Each line of the data below that includes the string "OddNumbers" must be copied.
====== Dataset ======
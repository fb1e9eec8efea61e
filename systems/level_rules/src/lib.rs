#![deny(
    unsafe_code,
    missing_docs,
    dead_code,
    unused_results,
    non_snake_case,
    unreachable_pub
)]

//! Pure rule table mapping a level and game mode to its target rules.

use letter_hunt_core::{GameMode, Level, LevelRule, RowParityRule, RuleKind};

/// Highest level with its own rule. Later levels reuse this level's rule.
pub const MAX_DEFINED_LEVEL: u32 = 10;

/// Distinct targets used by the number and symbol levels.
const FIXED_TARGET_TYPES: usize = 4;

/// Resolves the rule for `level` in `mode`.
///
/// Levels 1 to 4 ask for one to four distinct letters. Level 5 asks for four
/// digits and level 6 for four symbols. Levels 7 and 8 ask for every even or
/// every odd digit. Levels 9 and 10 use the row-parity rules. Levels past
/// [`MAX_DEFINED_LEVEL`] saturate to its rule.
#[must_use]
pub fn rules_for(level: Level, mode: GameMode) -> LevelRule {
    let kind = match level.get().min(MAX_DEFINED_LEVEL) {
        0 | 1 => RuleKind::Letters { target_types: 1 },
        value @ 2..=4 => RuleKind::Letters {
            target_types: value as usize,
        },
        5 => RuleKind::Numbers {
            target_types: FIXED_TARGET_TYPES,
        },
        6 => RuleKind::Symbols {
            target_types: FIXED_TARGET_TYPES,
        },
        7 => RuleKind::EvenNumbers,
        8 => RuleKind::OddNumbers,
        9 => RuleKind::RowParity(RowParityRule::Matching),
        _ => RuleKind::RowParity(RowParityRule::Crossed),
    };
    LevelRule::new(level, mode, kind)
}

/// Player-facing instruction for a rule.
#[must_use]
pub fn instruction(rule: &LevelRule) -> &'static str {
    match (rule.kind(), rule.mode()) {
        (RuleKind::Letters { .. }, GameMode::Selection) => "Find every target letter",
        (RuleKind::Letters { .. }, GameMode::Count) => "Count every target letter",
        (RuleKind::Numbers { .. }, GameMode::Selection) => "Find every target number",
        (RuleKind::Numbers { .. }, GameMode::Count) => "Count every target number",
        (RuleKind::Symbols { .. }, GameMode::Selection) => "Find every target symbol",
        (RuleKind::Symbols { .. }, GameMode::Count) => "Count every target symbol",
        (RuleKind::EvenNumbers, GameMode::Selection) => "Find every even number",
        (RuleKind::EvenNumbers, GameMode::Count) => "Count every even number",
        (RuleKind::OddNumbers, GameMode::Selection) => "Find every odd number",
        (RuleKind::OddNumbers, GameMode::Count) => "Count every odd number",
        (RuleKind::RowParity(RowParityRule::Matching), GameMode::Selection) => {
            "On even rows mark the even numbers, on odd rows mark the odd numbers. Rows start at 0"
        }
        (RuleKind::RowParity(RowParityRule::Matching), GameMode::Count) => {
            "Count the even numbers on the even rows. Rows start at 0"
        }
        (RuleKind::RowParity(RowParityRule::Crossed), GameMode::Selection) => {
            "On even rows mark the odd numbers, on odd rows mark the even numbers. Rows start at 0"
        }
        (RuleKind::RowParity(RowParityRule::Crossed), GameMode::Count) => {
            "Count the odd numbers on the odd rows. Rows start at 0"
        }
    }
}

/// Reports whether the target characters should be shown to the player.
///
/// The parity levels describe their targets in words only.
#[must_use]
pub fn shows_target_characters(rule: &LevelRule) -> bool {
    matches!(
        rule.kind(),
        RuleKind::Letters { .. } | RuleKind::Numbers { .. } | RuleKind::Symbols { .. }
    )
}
======
# Exercise answer:
        8 => RuleKind::OddNumbers,
        (RuleKind::OddNumbers, GameMode::Selection) => "Find every odd number",
        (RuleKind::OddNumbers, GameMode::Count) => "Count every odd number",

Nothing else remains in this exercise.